Но что действительно меня встревожило, так это то, что она спросила меня, не бегу ли я от закона или не скрываюсь ли. Я знаю, что она шутила. Я мог сказать это по тону её голоса и по тому, что она улыбалась, когда говорила это, но всё же это слишком задевало за живое. То есть, я не в бегах, но я, безусловно, прячусь.
Я уклоняюсь от деревьев и напрягаю своё тело, когда мчусь через лес, ненавидя саму мысль о том, чтобы… прятаться.
Как будто я сделал что-то постыдное, но это же совсем не так.
Я не слишком задумывался о том, как я живу; просто принял это, как истину. В четырнадцать лет я пообещал жить тихо и никогда не пересматривал этот план.

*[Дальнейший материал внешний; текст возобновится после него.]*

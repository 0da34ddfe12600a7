// src/services/faculty.rs

use std::sync::Arc;

use validator::Validate;

use crate::{
    error::AppError,
    models::faculty::{CreateFacultyRequest, Faculty, NewFaculty},
    store::FacultyRoster,
};

/// Admin-side management of faculty accounts.
#[derive(Clone)]
pub struct FacultyDirectory {
    faculty: Arc<dyn FacultyRoster>,
}

impl FacultyDirectory {
    pub fn new(faculty: Arc<dyn FacultyRoster>) -> Self {
        Self { faculty }
    }

    pub async fn add(&self, req: CreateFacultyRequest) -> Result<Faculty, AppError> {
        req.validate()?;

        let name = req.name.trim().to_string();
        let department = req.department.trim().to_string();
        if name.is_empty() || department.is_empty() {
            return Err(AppError::Validation("All fields are required".to_string()));
        }

        let faculty = self
            .faculty
            .insert_faculty(NewFaculty {
                name,
                email: req.email.trim().to_lowercase(),
                department,
            })
            .await?;

        tracing::info!(faculty_id = faculty.id, "Faculty added: {}", faculty.email);

        Ok(faculty)
    }

    pub async fn list(&self) -> Result<Vec<Faculty>, AppError> {
        self.faculty.list_faculty().await
    }

    pub async fn remove(&self, id: i64) -> Result<(), AppError> {
        if !self.faculty.delete_faculty(id).await? {
            return Err(AppError::NotFound("Faculty not found".to_string()));
        }

        tracing::info!(faculty_id = id, "Faculty removed");
        Ok(())
    }
}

Теперь часть меня — та часть, которая отчаянно ненавидит быть сыном безумца, — задаётся вопросом, есть ли другой вариант, кроме как скрываться.
Любить женщину? Быть любимым ею? Иметь с ней семью? Точно нет. Всё это невозможно для меня, если у меня есть какое-то чувство морали, которое я соблюдаю.
Но должен ли я жить один в этой глуши? Мне нужно прятаться?
Возможно — лишь возможно, и мне придётся больше подумать над этим вопросом после того, как я попрощаюсь с Бринн, — я мог бы использовать часть дедушкиных денег, чтобы переехать, устроиться где-нибудь в другом, новом для меня месте. Я мог бы изменить своё имя, не так ли? Конечно, я мог бы. По закону я не обязан быть Кэссиди Портер. Я мог бы пойти в суд и сменить имя на Кэссиди… Кэссиди… Смит. Да. Кэссиди Смит. Если бы я был Кэссиди Смит, я мог бы переехать в Бостон или Нью-Йорк, или Северную Дакоту, или Китай. Чёрт, я мог бы переехать куда угодно. Я был бы кем-то новым, с фамилией, которая ничего не значит, далеко от Мэна, где никто никогда не нашёл бы связь между мной и моим печально известным отцом.